Такая интонации у меня была, когда я объясняла Вовке Афанасьеву, шестнадцатилетнему двоечнику и второгоднику, почему меня, тринадцатилетнюю его одноклассницу, нельзя дергать, как других, за косы и хлопать по спине, ища застежку от лифчика.
– Понимаешь, Вова, – говорила я 40 лет назад, – ты же здесь самый красивый и умный. Я тебе доверяю. И ты очень благородный и воспитанный. Я-то знаю! Пожалуйста, Вова, не надо это делать!
И я была единственной девочкой в классе, над которой этот парень, похожий на взлохмаченного Волка из "Ну, погоди», не издевался и рядом с которой не пошлил сам и не давал пошлить другим.
…Бал в доме на Мойке, елка, шары, музыка, гимназисты с тощими шеями, неуклюжие и хорохорящиеся… Гимназистки в длинных платьях. Танец. Разговор. Фи, Вольдемар! Какой моветон! Извольте…
Дежавю. И сейчас рядом бомж Вова матерно рассказывает за свою жизнь…И я говорю "пожалуйста". И он краснеет и смущается… Перебирает ногами, топчется на месте, постукивает ладонями по барной стойке, одергивает футболку.
Оно мне надо? Зачем спрашиваю? Привычка скорее, чем необходимость. Привычка уже несколько лет не практикующего психолога. Понять.
– Ты краснодеревщик? Хочешь по специальности работать? Ищешь работу?
Дурацкая привычка равнять всех по себе. Нахрена ему та работа?
– Я не могу работать! У меня нога оперирована. На штырях, хожу плохо. А больше бесплатно лечить врачи испанские не хотят.
– А ты домой не хочешь? В Украину.
Вовчик смеется.
– Мне и тут неплохо. Да и документов у меня нет вообще никаких. А еще: что я там делать буду, я ж уехал оттуда 20 лет назад.
Потом смотрит на меня, задумывается и говорит грустно:
– Как же вы все-таки похожи! Только вот кольцо у тебя… замужем, да?

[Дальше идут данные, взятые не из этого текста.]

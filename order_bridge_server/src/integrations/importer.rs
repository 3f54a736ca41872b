//! The bulk-import engine.
//!
//! Drains the upstream orders collection page by page and feeds every order through the upsert
//! engine. Pagination is cursor-based: date filters apply to the first page only; once the
//! upstream hands back a cursor, that cursor alone identifies the next page.

use chrono::Utc;
use log::*;
use order_bridge_engine::{
    db_types::{ConnectorConfig, SyncStatus},
    traits::{OrderLedgerDatabase, OrderLedgerError},
    OrderSyncApi,
};
use serde::{Deserialize, Serialize};
use shopify_client::{OrderPage, OrderPageFilter, ShopifyApi, ShopifyApiError, ShopifyConfig};
use thiserror::Error;

use crate::integrations::shopify::order_payload_from_shopify;

/// A paginated source of upstream orders. The production implementation is [`ShopifyApi`]; the
/// importer tests drive scripted pages through the same seam.
#[allow(async_fn_in_trait)]
pub trait OrderPageSource {
    async fn first_page(&self, filter: &OrderPageFilter) -> Result<OrderPage, ShopifyApiError>;
    async fn next_page(&self, cursor: &str) -> Result<OrderPage, ShopifyApiError>;
}

impl OrderPageSource for ShopifyApi {
    async fn first_page(&self, filter: &OrderPageFilter) -> Result<OrderPage, ShopifyApiError> {
        self.orders_first_page(filter).await
    }

    async fn next_page(&self, cursor: &str) -> Result<OrderPage, ShopifyApiError> {
        self.orders_next_page(cursor).await
    }
}

#[derive(Debug, Clone, Copy, Default, Serialize, Deserialize)]
pub struct ImportSummary {
    pub pages: u32,
    pub fetched: u64,
    pub imported: u64,
    pub skipped: u64,
}

#[derive(Debug, Error)]
pub enum ImportError {
    #[error("Upstream API error. {0}")]
    Transport(#[from] ShopifyApiError),
    #[error("Ledger error. {0}")]
    Ledger(#[from] OrderLedgerError),
}

/// Builds the REST client for a connector's store.
pub fn api_for_connector(connector: &ConnectorConfig) -> Result<ShopifyApi, ShopifyApiError> {
    let config = ShopifyConfig {
        shop: connector.store_url.clone(),
        access_token: connector.access_token.clone(),
        api_version: connector.api_version.clone(),
    };
    ShopifyApi::new(config)
}

/// Runs a full import for the connector.
///
/// First-page date filters: a configured `import_from_date` is a hard floor on creation date and
/// takes precedence; otherwise the `last_order_import` watermark filters on update date; a brand
/// new connector fetches everything.
///
/// A broken order is logged and skipped without aborting its page. A page-level transport error
/// aborts the run and is surfaced to the caller; nothing is retried here. The watermark and the
/// lifetime counter are only advanced after all pages have drained.
pub async fn run_import<B, S>(db: &B, source: &S, connector: &ConnectorConfig) -> Result<ImportSummary, ImportError>
where
    B: OrderLedgerDatabase,
    S: OrderPageSource,
{
    let sync = OrderSyncApi::new(db.clone());
    let filter = OrderPageFilter {
        created_at_min: connector.import_from_date,
        updated_at_min: if connector.import_from_date.is_none() { connector.last_order_import } else { None },
    };
    info!("🛒️ Starting order import for connector {} ({})", connector.id, connector.store_url);
    let mut summary = ImportSummary::default();
    let mut page = source.first_page(&filter).await?;
    loop {
        summary.pages += 1;
        summary.fetched += page.orders.len() as u64;
        for order in page.orders.drain(..) {
            let upstream_id = order.id;
            let payload = match order_payload_from_shopify(order) {
                Ok(payload) => payload,
                Err(e) => {
                    warn!("🛒️ Skipping order {upstream_id}: {e}");
                    summary.skipped += 1;
                    continue;
                },
            };
            match sync.process_order(connector, &payload).await {
                Ok(_) => summary.imported += 1,
                Err(e) => {
                    warn!("🛒️ Skipping order {upstream_id}: {e}");
                    summary.skipped += 1;
                },
            }
        }
        match page.next_cursor.take() {
            Some(cursor) => page = source.next_page(&cursor).await?,
            None => break,
        }
    }
    db.mark_import_complete(connector.id, summary.imported as i64, Utc::now()).await?;
    info!(
        "🛒️ Import for connector {} complete: {} fetched, {} imported, {} skipped over {} pages",
        connector.id, summary.fetched, summary.imported, summary.skipped, summary.pages
    );
    Ok(summary)
}

/// Runs an import and records its outcome on the connector's sync status fields.
pub async fn import_with_bookkeeping<B, S>(
    db: &B,
    source: &S,
    connector: &ConnectorConfig,
) -> Result<ImportSummary, ImportError>
where
    B: OrderLedgerDatabase,
    S: OrderPageSource,
{
    match run_import(db, source, connector).await {
        Ok(summary) => {
            let message = format!("Imported {} orders ({} skipped)", summary.imported, summary.skipped);
            if let Err(e) = db.record_sync_result(connector.id, SyncStatus::Success, &message).await {
                warn!("🛒️ Could not record sync result for connector {}: {e}", connector.id);
            }
            Ok(summary)
        },
        Err(e) => {
            error!("🛒️ Import for connector {} failed: {e}", connector.id);
            if let Err(e) = db.record_sync_result(connector.id, SyncStatus::Error, &e.to_string()).await {
                warn!("🛒️ Could not record sync result for connector {}: {e}", connector.id);
            }
            Err(e)
        },
    }
}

– Замужем. (Блин. Худая Таня, у тебя что, был роман с Вовиком? Зачем ты его начинала? Что ж ты его бросила? Или он всегда пил, врал и воровал? Дрался, наверное, по пьяни, да?
В СССР на примере хороших фильмов, с помощью хороших актеров, советских женщин учили любить, терпеть и перевоспитывать алкоголиков, учили видеть в них личность, человека, друга, любимого…
Поколение наших мам верило «неподдающимся». И это многим разбило жизнь. Тщетно перевоспитывать и развидеть.
Один вариант из тысячи положительный и 999 несчастных.
Мой возраст уже был позубастее, и уже не каждая моя сверстница искала в алкоголике и лжеце личность и индивидуальность.